PROBLEM REQUIREMENTS
Tally the lines in the records below that contain "pending" and return only the result.

PROVIDED ENTRIES
──────────────────────────────
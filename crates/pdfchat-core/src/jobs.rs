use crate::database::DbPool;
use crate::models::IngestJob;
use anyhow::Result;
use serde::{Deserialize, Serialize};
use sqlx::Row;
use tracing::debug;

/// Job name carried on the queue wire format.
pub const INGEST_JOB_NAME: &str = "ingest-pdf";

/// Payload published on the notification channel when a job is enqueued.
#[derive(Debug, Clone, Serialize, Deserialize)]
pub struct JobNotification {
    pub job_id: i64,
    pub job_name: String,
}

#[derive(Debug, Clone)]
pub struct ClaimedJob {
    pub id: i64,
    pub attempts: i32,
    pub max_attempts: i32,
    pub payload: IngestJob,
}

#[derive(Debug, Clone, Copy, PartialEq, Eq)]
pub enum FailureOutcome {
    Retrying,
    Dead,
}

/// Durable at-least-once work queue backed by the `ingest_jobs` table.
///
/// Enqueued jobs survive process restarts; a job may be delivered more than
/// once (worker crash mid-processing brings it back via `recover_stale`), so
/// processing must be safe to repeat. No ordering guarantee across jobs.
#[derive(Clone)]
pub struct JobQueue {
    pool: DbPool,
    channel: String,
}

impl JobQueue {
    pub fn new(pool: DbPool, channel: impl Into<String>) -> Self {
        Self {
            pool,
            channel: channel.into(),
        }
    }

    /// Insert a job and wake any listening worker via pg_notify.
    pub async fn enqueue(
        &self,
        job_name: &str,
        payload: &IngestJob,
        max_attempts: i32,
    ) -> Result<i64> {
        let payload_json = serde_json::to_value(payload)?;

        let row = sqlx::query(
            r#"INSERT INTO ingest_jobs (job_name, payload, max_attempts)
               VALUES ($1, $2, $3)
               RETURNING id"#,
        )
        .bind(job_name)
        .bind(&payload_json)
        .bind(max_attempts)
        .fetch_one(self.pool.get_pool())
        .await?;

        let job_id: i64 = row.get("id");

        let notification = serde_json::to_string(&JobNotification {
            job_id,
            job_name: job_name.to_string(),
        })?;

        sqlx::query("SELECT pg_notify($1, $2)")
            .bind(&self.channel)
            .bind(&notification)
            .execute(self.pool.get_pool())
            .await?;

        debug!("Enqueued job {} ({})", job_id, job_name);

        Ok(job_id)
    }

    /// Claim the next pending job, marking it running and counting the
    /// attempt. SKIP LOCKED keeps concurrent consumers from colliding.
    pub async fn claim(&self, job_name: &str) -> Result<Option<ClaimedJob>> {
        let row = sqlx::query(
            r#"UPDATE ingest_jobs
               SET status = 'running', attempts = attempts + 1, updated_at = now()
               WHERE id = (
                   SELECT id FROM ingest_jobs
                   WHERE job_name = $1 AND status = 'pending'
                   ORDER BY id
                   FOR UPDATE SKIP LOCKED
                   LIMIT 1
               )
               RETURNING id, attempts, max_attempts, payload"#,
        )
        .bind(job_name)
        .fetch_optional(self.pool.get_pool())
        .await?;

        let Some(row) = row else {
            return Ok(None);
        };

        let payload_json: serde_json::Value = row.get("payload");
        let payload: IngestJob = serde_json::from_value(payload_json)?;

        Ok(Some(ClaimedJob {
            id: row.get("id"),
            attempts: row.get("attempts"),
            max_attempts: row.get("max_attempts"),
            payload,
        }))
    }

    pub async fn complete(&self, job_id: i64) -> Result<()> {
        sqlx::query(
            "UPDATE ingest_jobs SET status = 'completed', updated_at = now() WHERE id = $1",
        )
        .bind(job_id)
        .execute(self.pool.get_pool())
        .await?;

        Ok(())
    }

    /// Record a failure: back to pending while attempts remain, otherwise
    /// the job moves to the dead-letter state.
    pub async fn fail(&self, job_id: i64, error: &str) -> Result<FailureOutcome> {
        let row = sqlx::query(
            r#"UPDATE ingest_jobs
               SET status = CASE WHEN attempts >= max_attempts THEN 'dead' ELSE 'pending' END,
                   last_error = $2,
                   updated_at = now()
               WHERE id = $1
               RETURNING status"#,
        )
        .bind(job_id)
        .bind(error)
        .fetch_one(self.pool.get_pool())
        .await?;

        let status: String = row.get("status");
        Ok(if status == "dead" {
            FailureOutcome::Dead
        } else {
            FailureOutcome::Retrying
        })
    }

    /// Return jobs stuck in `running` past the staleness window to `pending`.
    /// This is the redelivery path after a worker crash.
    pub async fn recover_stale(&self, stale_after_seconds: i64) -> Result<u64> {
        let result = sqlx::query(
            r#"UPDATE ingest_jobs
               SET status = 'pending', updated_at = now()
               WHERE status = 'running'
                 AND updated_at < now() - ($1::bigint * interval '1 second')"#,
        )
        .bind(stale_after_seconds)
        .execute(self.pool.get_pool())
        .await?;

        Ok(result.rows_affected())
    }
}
──────────────────────────────
SOLUTION TO THIS TASK
6